Sochi goes back to its ‘Roots’

Russian fest focuses on local fare

MOSCOW — Top honors at Russia’s Kinotavr Sochi fest went to Pavel Lungin’s ironic Jewish-themed comedy “Roots” — a cosmopolitan pic that underscores the aim of the fest’s new management to highlight the best in contemporary Russian cinema.

“Roots,” a Franco-Russian co-production, picked up prizes for scripter Gennady Ostrovsky, actress for Esther Gorinthin (split with child thesp Ira Shipova from Larisa Sadilova’s “Babysitter Required”) and actor for Konstantin Khabensky (split with Nikita Mikhalkov for Filipp Yankovsky’s costumer “The State Counselor”).

Lungin, feted over the last decade at Cannes for “Taxi Blues” and “The Wedding,” also took Kinotavr’s main prize, as well as a special award from the Krasnodar region, where the Black Sea fest is set.

Sunday’s closing ceremony, presented by two second-generation talents Anna Mikhalkova and Fedor Bondarchuk, saw debut award go to Alexei Fedorchenbko’s “First on the Moon,” a mockumentary on the Soviet space industry, which also picked up the critics’ prize.

Kinotavr’s special prize went to Rotterdam prize-winner Ilya Khrzhanovsky for his radical and bleak “4.”

The fest’s 16th edition did away with international competition programs, concentrating instead on its role as a national festival reflecting the local market. It aims to make pics accessible to international buyers, such as France’s Celluloid Dreams, fest programmers and critics. Intensive round-table discussions also reflected the new direction.
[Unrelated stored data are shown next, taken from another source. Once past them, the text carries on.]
//! Coordinate type definitions

use std::fmt;
use std::str::FromStr;

/// Valid latitude range in degrees.
pub const MIN_LAT: f64 = -90.0;
pub const MAX_LAT: f64 = 90.0;

/// Valid longitude range in degrees.
pub const MIN_LON: f64 = -180.0;
pub const MAX_LON: f64 = 180.0;

/// Web Mercator latitude limit used by slippy-map tile servers
pub const MAX_MERCATOR_LAT: f64 = 85.05112878;

/// Zoom levels served by standard OSM-style tile servers
pub const MIN_ZOOM: u8 = 0;
pub const MAX_ZOOM: u8 = 19;

/// A geographic position in decimal degrees.
///
/// No unit conversion is ever applied; both fields are always degrees.
#[derive(Debug, Clone, Copy, PartialEq)]
pub struct Coordinate {
    /// Latitude in degrees, positive north
    pub latitude: f64,
    /// Longitude in degrees, positive east
    pub longitude: f64,
}

impl Coordinate {
    /// Creates a coordinate, rejecting values outside the valid degree ranges.
    pub fn new(latitude: f64, longitude: f64) -> Result<Self, CoordError> {
        if !latitude.is_finite() || !(MIN_LAT..=MAX_LAT).contains(&latitude) {
            return Err(CoordError::InvalidLatitude(latitude));
        }
        if !longitude.is_finite() || !(MIN_LON..=MAX_LON).contains(&longitude) {
            return Err(CoordError::InvalidLongitude(longitude));
        }
        Ok(Self {
            latitude,
            longitude,
        })
    }

    /// Returns the great-circle distance to `other` in meters.
    #[inline]
    pub fn distance_to(&self, other: &Coordinate) -> f64 {
        super::distance_meters(self, other)
    }
}

impl fmt::Display for Coordinate {
    fn fmt(&self, f: &mut fmt::Formatter<'_>) -> fmt::Result {
        write!(f, "{:.4}, {:.4}", self.latitude, self.longitude)
    }
}

/// Parses `"lat,lon"` (whitespace around either part is ignored).
impl FromStr for Coordinate {
    type Err = CoordError;

    fn from_str(s: &str) -> Result<Self, Self::Err> {
        let (lat, lon) = s
            .split_once(',')
            .ok_or_else(|| CoordError::Unparseable(s.to_string()))?;
        let latitude: f64 = lat
            .trim()
            .parse()
            .map_err(|_| CoordError::Unparseable(s.to_string()))?;
        let longitude: f64 = lon
            .trim()
            .parse()
            .map_err(|_| CoordError::Unparseable(s.to_string()))?;
        Coordinate::new(latitude, longitude)
    }
}

/// Tile coordinates in the XYZ / slippy map system.
#[derive(Debug, Clone, Copy, PartialEq, Eq, Hash)]
pub struct TileCoord {
    /// X coordinate (east-west), 0 at west
    pub x: u32,
    /// Y coordinate (north-south), 0 at north
    pub y: u32,
    /// Zoom level (0-19)
    pub zoom: u8,
}

/// Errors that can occur while building or converting coordinates.
#[derive(Debug, Clone, PartialEq)]
pub enum CoordError {
    /// Latitude is outside the valid range
    InvalidLatitude(f64),
    /// Longitude is outside the valid range
    InvalidLongitude(f64),
    /// Zoom level is outside the range served by tile servers
    InvalidZoom(u8),
    /// Text could not be read as `lat,lon`
    Unparseable(String),
}

impl fmt::Display for CoordError {
    fn fmt(&self, f: &mut fmt::Formatter<'_>) -> fmt::Result {
        match self {
            CoordError::InvalidLatitude(lat) => {
                write!(
                    f,
                    "Invalid latitude: {} (must be between {} and {})",
                    lat, MIN_LAT, MAX_LAT
                )
            }
            CoordError::InvalidLongitude(lon) => {
                write!(
                    f,
                    "Invalid longitude: {} (must be between {} and {})",
                    lon, MIN_LON, MAX_LON
                )
            }
            CoordError::InvalidZoom(zoom) => {
                write!(
                    f,
                    "Invalid zoom level: {} (must be between {} and {})",
                    zoom, MIN_ZOOM, MAX_ZOOM
                )
            }
            CoordError::Unparseable(text) => {
                write!(f, "Cannot parse '{}' as 'lat,lon'", text)
            }
        }
    }
}

impl std::error::Error for CoordError {}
“We promise that Kinotavr will … promote Russian film both at home and abroad,” said Alexander Rodnyansky, himself a docu director and TV manager who has headed the event’s change of direction along with producer Igor Tolstunov.

Emphasis was on exports, which Rodnyansky will expand in the future, hoping for as many as 150 foreign attendees in 2006 against 40 this year.
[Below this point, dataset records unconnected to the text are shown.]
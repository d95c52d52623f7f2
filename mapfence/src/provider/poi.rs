//! Nearby point-of-interest search via the Overpass API.
//!
//! The query selects named nodes, ways and relations within `radius` meters
//! of a center whose tags match `keyword` case-insensitively:
//!
//! ```text
//! [out:json][timeout:10];
//! nwr(around:RADIUS,LAT,LON)[name][~"KEYWORD"~".",i];
//! out center 25;
//! ```
//!
//! Ways and relations carry their position in a `center` object; nodes carry
//! `lat`/`lon` directly.

use std::future::Future;

use serde::Deserialize;
use tracing::{debug, warn};

use super::http::AsyncHttpClient;
use super::types::ProviderError;
use crate::coord::Coordinate;

/// Public Overpass interpreter endpoint.
pub const DEFAULT_POI_URL: &str = "https://overpass-api.de/api/interpreter";

/// Number of features kept from a search.
pub const DEFAULT_MAX_POIS: usize = 25;

/// Default keyword for the POI panel.
pub const DEFAULT_POI_KEYWORD: &str = "cafe";

/// Default search radius in meters.
pub const DEFAULT_POI_RADIUS_M: u32 = 1000;

/// Label used when a feature carries no `name` tag.
pub const UNNAMED_LABEL: &str = "(no name)";

/// A nearby named feature.
#[derive(Debug, Clone, PartialEq)]
pub struct Poi {
    /// Upstream element id
    pub id: u64,
    pub coordinate: Coordinate,
    pub label: String,
    /// Element type (`node`, `way` or `relation`)
    pub kind: String,
}

/// Parameters of a POI search.
#[derive(Debug, Clone, PartialEq)]
pub struct PoiQuery {
    pub center: Coordinate,
    /// Matched against tag keys as a case-insensitive regular expression
    pub keyword: String,
    pub radius_m: u32,
}

/// Trait for nearby feature search.
///
/// Failures are absorbed and yield an empty list.
pub trait PoiSearch: Send + Sync {
    /// Returns named features near `query.center`.
    fn search(&self, query: &PoiQuery) -> impl Future<Output = Vec<Poi>> + Send;
}

#[derive(Deserialize)]
struct OverpassResponse {
    #[serde(default)]
    elements: Vec<OverpassElement>,
}

#[derive(Deserialize)]
struct OverpassElement {
    #[serde(rename = "type")]
    kind: String,
    id: u64,
    lat: Option<f64>,
    lon: Option<f64>,
    center: Option<OverpassCenter>,
    #[serde(default)]
    tags: std::collections::HashMap<String, String>,
}

#[derive(Deserialize)]
struct OverpassCenter {
    lat: f64,
    lon: f64,
}

/// POI search backed by an Overpass interpreter.
pub struct OverpassPoiSearch<C: AsyncHttpClient> {
    http_client: C,
    endpoint: String,
    max_results: usize,
}

impl<C: AsyncHttpClient> OverpassPoiSearch<C> {
    /// Creates a search client posting to the interpreter at `endpoint`.
    pub fn new(http_client: C, endpoint: impl Into<String>) -> Self {
        Self {
            http_client,
            endpoint: endpoint.into(),
            max_results: DEFAULT_MAX_POIS,
        }
    }

    /// Overrides how many features are kept.
    pub fn with_max_results(mut self, max_results: usize) -> Self {
        self.max_results = max_results;
        self
    }

    /// Builds the Overpass QL query for `query`.
    pub fn build_query(&self, query: &PoiQuery) -> String {
        format!(
            "[out:json][timeout:10];\nnwr(around:{},{},{})[name][~\"{}\"~\".\",i];\nout center {};",
            query.radius_m,
            query.center.latitude,
            query.center.longitude,
            escape_ql_string(&query.keyword),
            self.max_results
        )
    }

    /// Performs the search, surfacing transport and decoding errors.
    pub async fn fetch(&self, query: &PoiQuery) -> Result<Vec<Poi>, ProviderError> {
        let ql = self.build_query(query);
        let body = self.http_client.post_text(&self.endpoint, &ql).await?;
        parse_elements(&body, self.max_results)
    }
}

impl<C: AsyncHttpClient> PoiSearch for OverpassPoiSearch<C> {
    async fn search(&self, query: &PoiQuery) -> Vec<Poi> {
        match self.fetch(query).await {
            Ok(pois) => {
                debug!(
                    keyword = %query.keyword,
                    radius_m = query.radius_m,
                    results = pois.len(),
                    "POI search complete"
                );
                pois
            }
            Err(e) => {
                warn!(keyword = %query.keyword, error = %e, "POI search failed");
                Vec::new()
            }
        }
    }
}

/// Escapes a value for use inside a double-quoted Overpass QL string.
fn escape_ql_string(value: &str) -> String {
    let mut escaped = String::with_capacity(value.len());
    for c in value.chars() {
        match c {
            '\\' => escaped.push_str("\\\\"),
            '"' => escaped.push_str("\\\""),
            '\n' | '\r' => escaped.push(' '),
            _ => escaped.push(c),
        }
    }
    escaped
}

fn parse_elements(body: &[u8], max_results: usize) -> Result<Vec<Poi>, ProviderError> {
    let response: OverpassResponse = serde_json::from_slice(body)?;

    Ok(response
        .elements
        .into_iter()
        .take(max_results)
        .filter_map(|mut e| {
            let (lat, lon) = match (e.lat, e.lon, &e.center) {
                (Some(lat), Some(lon), _) => (lat, lon),
                (_, _, Some(center)) => (center.lat, center.lon),
                _ => return None,
            };
            let coordinate = Coordinate::new(lat, lon).ok()?;
            let label = e
                .tags
                .remove("name")
                .filter(|n| !n.is_empty())
                .unwrap_or_else(|| UNNAMED_LABEL.to_string());
            Some(Poi {
                id: e.id,
                coordinate,
                label,
                kind: e.kind,
            })
        })
        .collect())
}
He’s honest about shortcomings in the location, from projection problems through to lack of subtitled prints and logistic difficulties in bringing foreign guests through Moscow to Sochi.

Stronger emphasis on a supporting shorts comp also brought results for local players in an environment where producers are more than eager to find future directing talent.

According to critic Daniil Dondurei, Russia needs around 300 helmers just to keep up with projected film and TV serial production — and the only source will be new names.